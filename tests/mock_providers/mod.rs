//! Mock Watson servers for integration tests.
//!
//! REST endpoints are mocked with `wiremock`; the recognize WebSocket is a
//! small `tokio-tungstenite` server speaking the Watson streaming protocol.

// Not every test binary uses every helper
#![allow(dead_code)]

pub mod websocket_mock;

use watson_sdk::config::ServiceConfig;

pub const USERNAME: &str = "batman";
pub const PASSWORD: &str = "bruce-wayne";

/// Base64 of `batman:bruce-wayne`.
pub const BASIC_AUTH: &str = "Basic YmF0bWFuOmJydWNlLXdheW5l";

/// Credentials pointing at a mock server.
pub fn mock_config(url: impl Into<String>) -> ServiceConfig {
    ServiceConfig::new(url).with_basic_auth(USERNAME, PASSWORD)
}
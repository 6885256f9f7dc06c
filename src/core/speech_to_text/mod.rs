//! Watson Speech-to-Text v1.
//!
//! Four ways to get audio recognized:
//!
//! - **Sessionless**: [`SpeechToText::recognize`] posts a whole file or buffer.
//! - **Sessions**: [`SpeechToText::create_session`] pins a recognition engine
//!   and returns the `SESSIONID` cookie as `cookie_session`. Audio is then
//!   posted with `recognize` (with `session_id`) or uploaded chunk by chunk
//!   with [`SpeechToText::recognize_live`], while
//!   [`SpeechToText::observe_result`] long-polls for interim results.
//! - **WebSocket**: [`SpeechToText::recognize_stream`] opens a duplex
//!   [`RecognizeStream`]: audio in, [`RecognizeEvent`]s out.
//! - **Asynchronous jobs**: [`SpeechToText::register_callback`] whitelists a
//!   callback URL, [`SpeechToText::create_recognition_job`] submits audio,
//!   and results are pushed to the callback or fetched with
//!   [`SpeechToText::get_recognition_job`].
//!
//! Custom language models (customizations, corpora, words) are managed with
//! the `*_customization`, `*_corpus` and `*_word(s)` methods.
//!
//! # Example
//!
//! ```rust,no_run
//! use watson_sdk::config::ServiceConfig;
//! use watson_sdk::core::speech_to_text::{RecognizeParams, SpeechToText};
//! use std::path::PathBuf;
//!
//! #[tokio::main]
//! async fn main() -> Result<(), Box<dyn std::error::Error>> {
//!     let stt = SpeechToText::new(
//!         ServiceConfig::default().with_basic_auth("username", "password"),
//!     )?;
//!
//!     let results = stt
//!         .recognize(&RecognizeParams {
//!             audio: PathBuf::from("weather.wav").into(),
//!             content_type: "audio/wav".to_string(),
//!             ..Default::default()
//!         })
//!         .await?;
//!
//!     println!("{results:#}");
//!     Ok(())
//! }
//! ```
//!
//! # References
//!
//! - [Speech to Text API reference](https://www.ibm.com/watson/developercloud/speech-to-text/api/v1/)

mod client;
pub mod config;
mod live;
pub mod messages;
mod stream;


pub use client::SpeechToText;
pub use config::{
    AddCorpusParams, AddWordParams, AddWordsParams, AudioSource, CreateCustomizationParams,
    CreateRecognitionJobParams, CreateSessionParams, CustomWord, DEFAULT_MODEL, GetWordsParams,
    ObserveResultParams, RecognitionOptions, RecognizeLiveParams, RecognizeParams,
    RecognizeStreamParams, RegisterCallbackParams, SESSION_COOKIE, SessionParams,
    TrainCustomizationParams, WhenReadyOptions,
};
pub use live::LiveRecognition;
pub use messages::{Alternative, RecognitionResult, ResultsMessage, Session, SpeakerLabel, WordTiming};
pub use stream::{DEFAULT_CONNECT_TIMEOUT, DEFAULT_LISTENING_TIMEOUT, RecognizeEvent, RecognizeStream};
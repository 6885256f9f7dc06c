//! Discovery REST calls against a wiremock server.

mod mock_providers;

use serde_json::json;
use wiremock::matchers::{body_json, body_string_contains, header_regex, method, path, query_param};
use wiremock::{Mock, MockServer, ResponseTemplate};

use mock_providers::mock_config;
use watson_sdk::WatsonError;
use watson_sdk::core::discovery::{
    AddDocumentParams, CreateCollectionParams, Discovery, DocumentFile, QueryParams,
    VERSION_DATE_2017_09_01,
};

const API: &str = "/discovery/api";
const ENV: &str = "/discovery/api/v1/environments/env-1";

fn client(server: &MockServer) -> Discovery {
    Discovery::new(
        mock_config(format!("{}{API}", server.uri())).with_version_date(VERSION_DATE_2017_09_01),
    )
    .unwrap()
}

#[tokio::test]
async fn test_query_collection() {
    let server = MockServer::start().await;

    Mock::given(method("GET"))
        .and(path(format!("{ENV}/collections/col-1/query")))
        .and(query_param("version", "2017-09-01"))
        .and(query_param("natural_language_query", "who is ibm"))
        .and(query_param("return", "title,url"))
        .and(query_param("count", "5"))
        .respond_with(ResponseTemplate::new(200).set_body_json(json!({
            "matching_results": 24,
            "results": [{"id": "doc-1", "score": 1.7, "title": "IBM history"}]
        })))
        .expect(1)
        .mount(&server)
        .await;

    let response = client(&server)
        .query(&QueryParams {
            environment_id: "env-1".into(),
            collection_id: "col-1".into(),
            natural_language_query: Some("who is ibm".into()),
            return_fields: Some(vec!["title".into(), "url".into()]),
            count: Some(5),
            ..Default::default()
        })
        .await
        .unwrap();

    assert_eq!(response["matching_results"], 24);
    assert_eq!(response["results"][0]["id"], "doc-1");
}

#[tokio::test]
async fn test_add_document_multipart() {
    let server = MockServer::start().await;

    Mock::given(method("POST"))
        .and(path(format!("{ENV}/collections/col-1/documents")))
        .and(header_regex("content-type", "^multipart/form-data; boundary="))
        .and(body_string_contains(r#"name="file"; filename="report.html""#))
        .and(body_string_contains("<h1>Quarterly report</h1>"))
        .and(body_string_contains(r#"name="metadata""#))
        .and(body_string_contains(r#""author":"finance""#))
        .respond_with(ResponseTemplate::new(202).set_body_json(json!({
            "document_id": "doc-42",
            "status": "processing"
        })))
        .expect(1)
        .mount(&server)
        .await;

    let response = client(&server)
        .add_document(&AddDocumentParams {
            environment_id: "env-1".into(),
            collection_id: "col-1".into(),
            file: Some(DocumentFile::new("report.html", "<h1>Quarterly report</h1>")),
            metadata: Some(json!({"author": "finance"})),
            ..Default::default()
        })
        .await
        .unwrap();

    assert_eq!(response["document_id"], "doc-42");
    assert_eq!(response["status"], "processing");
}

#[tokio::test]
async fn test_create_collection_conflict() {
    let server = MockServer::start().await;

    Mock::given(method("POST"))
        .and(path(format!("{ENV}/collections")))
        .and(body_json(json!({
            "name": "news",
            "language": "en"
        })))
        .respond_with(ResponseTemplate::new(409).set_body_json(json!({
            "code": 409,
            "error": "Conflict",
            "description": "Collection already exists"
        })))
        .expect(1)
        .mount(&server)
        .await;

    let err = client(&server)
        .create_collection(&CreateCollectionParams {
            environment_id: "env-1".into(),
            name: "news".into(),
            language_code: Some("en".into()),
            ..Default::default()
        })
        .await
        .unwrap_err();

    match err {
        WatsonError::Service { code, description, .. } => {
            assert_eq!(code, 409);
            assert_eq!(description.as_deref(), Some("Collection already exists"));
        }
        other => panic!("Expected Service error, got {other:?}"),
    }
}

------------

• **Exercise**:
Go through the records above and return every line that holds the string "metadata".

• **Reply**:
        .and(body_string_contains(r#"name="metadata""#))
            metadata: Some(json!({"author": "finance"})),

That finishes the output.